В чем заключается для Бёрка возвышенность описания Люцифера в «Потерянном рае»? В факте слияния воедино «образов башни, архангела, солнца, встающего сквозь утреннюю дымку, или затмения солнца, гибели монархов и крушения монархий». Это скопление образов создает чувство возвышенного за счет своей множественности и смешанности, есть за счет недоопределенности «образов», предлагаемых речью.

Существует, указывает Бёрк, такая сила воздействия слов, которая обращается непосредственно к духу, минуя чувственное образное представление. Пример от противного дается случаем, когда живописная визуализация превращает возвышенные «образы» поэмы в гротескные фигуры.

Таким образом, описанное возвышенное определяется исходя из самих принципов изображения, и в частности из специфических особенностей «зримого речи». У Лиотара же недоопределенность – ослабленная связь зримого с говоримым – возносится до степени, на которой она становится кантовской неопределенностью связи между идеей и чувственным представлением.

Склейка двух этих «возвышенных» позволяет построить идею возвышенного искусства, понятого как негативное представление, как свидетельство о населяющем мысль Другом. В действительности же эта неопределенность является сверхопределенностью: то, что приходит на место изображения, оказывается на деле записью его первоначального состояния – предъявленным взору следом Другого. Ценою этого достигается сочленение двух свидетельств, двух «долгов свидетельства».

Возвышенное искусство есть то, что сопротивляется империализму забывающей о Другом мысли, так же как еврейский народ – это народ, который вспоминает о забвении, закладывает в основание своей мысли и своей жизни это основополагающее отношение к Другому. Истребление является завершением дела диалектического разума, озабоченного устранением из своих недр всякой инаковости, ее исключением, а если речь идет о народе – его истреблением.

В таком случае возвышенное искусство – современный свидетель этой запланированной и осуществленной смерти. Оно удостоверяет немыслимое первичного шока и немыслимый проект устранения того немыслимого и делает это, свидетельствуя не о голом ужасе лагерей, а о том первичном ужасе духа, который ужас лагерей стремится изгладить. Оно несет свидетельство не посредством изображения сваленных в кучу тел, а посредством оранжевой вспышки, пересекающей юнохромию картины Барнета Ньюмена, или любого другого приема, вторыми живопись разрабатывает свои материалы, с тех пор как она ввернулась от изобразительной задачи.

* * *

Однако схема Лиотара совершает нечто противоположное своему замыслу. Она приводит в качестве довода первичное немыслимое, сопротивляющееся всякому диалектическому уподоблению.
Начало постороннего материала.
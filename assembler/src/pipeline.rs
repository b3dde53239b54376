//! One assembler run: load -> validate -> resolve -> assemble -> write.
//!
//! Per-document and per-mode work runs on the blocking pool. The only shared
//! mutable state is the [`IssueSink`]; everything else is immutable and
//! shared through `Arc`.

use std::path::PathBuf;
use std::sync::Arc;

use anyhow::{Context, Result};
use chrono::Utc;
use parking_lot::Mutex;
use tokio::task::JoinSet;
use tracing::{debug, info};

use crate::core::assembler::{AssembledArtifact, assemble};
use crate::core::layout::Layout;
use crate::core::resolver::{PersonaCatalog, find_orphans, resolve};
use crate::core::types::ValidationIssue;
use crate::core::validator::{ModeDefinition, PersonaDocument, Validated, validate_document};
use crate::io::config::AssemblerConfig;
use crate::io::loader::{DocumentIndex, load_tree};
use crate::io::writer::{prepare_output_root, write_artifacts};
use crate::report::RunReport;

/// Concurrent append-only issue collection.
#[derive(Debug, Clone, Default)]
pub struct IssueSink {
    issues: Arc<Mutex<Vec<ValidationIssue>>>,
}

impl IssueSink {
    pub fn push(&self, issue: ValidationIssue) {
        self.issues.lock().push(issue);
    }

    pub fn extend(&self, issues: impl IntoIterator<Item = ValidationIssue>) {
        self.issues.lock().extend(issues);
    }

    /// Issues collected so far.
    pub fn count(&self) -> usize {
        self.issues.lock().len()
    }

    /// Everything collected so far, in path order.
    pub fn sorted(&self) -> Vec<ValidationIssue> {
        let mut issues = self.issues.lock().clone();
        issues.sort();
        issues
    }
}

#[derive(Debug, Clone)]
pub struct RunOptions {
    pub input: PathBuf,
    pub output: PathBuf,
    pub config: AssemblerConfig,
    /// Run every stage except writing.
    pub dry_run: bool,
}

#[derive(Debug)]
pub struct RunOutcome {
    pub report: RunReport,
    /// Assembled artifacts in slug order, written or not.
    pub artifacts: Vec<AssembledArtifact>,
}

/// Execute a full run. `Err` means the run could not complete at all.
pub async fn run(options: &RunOptions) -> Result<RunOutcome> {
    let layout = options.config.layout();
    if !options.dry_run {
        prepare_output_root(&options.output)?;
    }

    let loaded = load_tree(&options.input, &layout, options.config.max_document_bytes).await?;
    let sink = IssueSink::default();
    sink.extend(loaded.issues);
    let index = loaded.index;
    info!(documents = index.len(), "documents loaded");

    let (modes, personas) = validate_all(&index, &layout, &sink).await?;
    info!(
        modes = modes.len(),
        personas = personas.len(),
        issues = sink.count(),
        "validation finished"
    );

    let catalog = Arc::new(PersonaCatalog::new(
        personas,
        index.persona_directories().iter().cloned(),
    ));
    let roots: Vec<String> = modes.iter().map(|mode| mode.persona_root.clone()).collect();
    let artifacts = assemble_all(modes, &catalog, &sink).await?;

    let root_refs: Vec<&str> = roots.iter().map(String::as_str).collect();
    sink.extend(find_orphans(&catalog, &root_refs));

    let written = write_artifacts(
        &options.output,
        &options.config.output_extension,
        &artifacts,
        options.dry_run,
    )?;
    info!(
        artifacts = written.len(),
        dry_run = options.dry_run,
        "artifacts written"
    );

    let report = RunReport::build(index.len(), sink.sorted(), &written);
    Ok(RunOutcome { report, artifacts })
}

async fn validate_all(
    index: &DocumentIndex,
    layout: &Layout,
    sink: &IssueSink,
) -> Result<(Vec<ModeDefinition>, Vec<PersonaDocument>)> {
    let layout = Arc::new(layout.clone());
    let mut tasks = JoinSet::new();
    for doc in index.documents() {
        let doc = Arc::clone(doc);
        let layout = Arc::clone(&layout);
        let sink = sink.clone();
        tasks.spawn_blocking(move || {
            let outcome = validate_document(&doc, &layout);
            debug!(path = %doc.path, issues = outcome.issues.len(), "document validated");
            sink.extend(outcome.issues);
            outcome.record
        });
    }

    let mut modes = Vec::new();
    let mut personas = Vec::new();
    while let Some(joined) = tasks.join_next().await {
        match joined.context("validation task failed")? {
            Some(Validated::Mode(mode)) => modes.push(mode),
            Some(Validated::Persona(persona)) => personas.push(persona),
            None => {}
        }
    }
    modes.sort_by(|a, b| a.slug.cmp(&b.slug));
    Ok((modes, personas))
}

async fn assemble_all(
    modes: Vec<ModeDefinition>,
    catalog: &Arc<PersonaCatalog>,
    sink: &IssueSink,
) -> Result<Vec<AssembledArtifact>> {
    let mut tasks = JoinSet::new();
    for mode in modes {
        let catalog = Arc::clone(catalog);
        let sink = sink.clone();
        tasks.spawn_blocking(move || {
            let resolution = resolve(&mode, &catalog);
            debug!(
                mode = %mode.slug,
                personas = resolution.references.len(),
                "persona tree resolved"
            );
            sink.extend(resolution.issues);
            match assemble(&mode, resolution.references, Utc::now()) {
                Ok(artifact) => Some(artifact),
                Err(issues) => {
                    debug!(mode = %mode.slug, "assembly skipped");
                    sink.extend(issues);
                    None
                }
            }
        });
    }

    let mut artifacts = Vec::new();
    while let Some(joined) = tasks.join_next().await {
        if let Some(artifact) = joined.context("assembly task failed")? {
            artifacts.push(artifact);
        }
    }
    artifacts.sort_by(|a, b| a.slug.cmp(&b.slug));
    Ok(artifacts)
}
Но это неделимое само становится принципом всеобъемлющей рационализации.

В самом деле, оно позволяет отождествить жизнь народа с некоей первоначальной детерминацией мысли, а признанную немыслимость истребления – с конститутивной тенденцией западного разума. Лиотар радикализирует адорнианскую диалектику разума, укореняя ее в законах бессознательного и превращая «невозможность» искусства после Освенцима в искусство непредставимого.

Но это усовершенствование является в конечном счете диалектическим. Назначение народу задачи представлять определенный момент мысли, отождествление истребления того народа с одним из законов психического аппарата – что это, если е гиперболизация гегелевской операции, соотносящей моменты развития духа – и форм искусства – с конкретными историческими фигурами того или иного народа или цивилизации?

Скажут, что указанное назначение является способом внести в машину разлад. Имеется в виду – остановить диалектику мысли в момент ее шага. Но, с одной стороны, шаг уже сделан, событие имело место, и как раз этим местоимением допускается дискурс немыслимого-непредставимого.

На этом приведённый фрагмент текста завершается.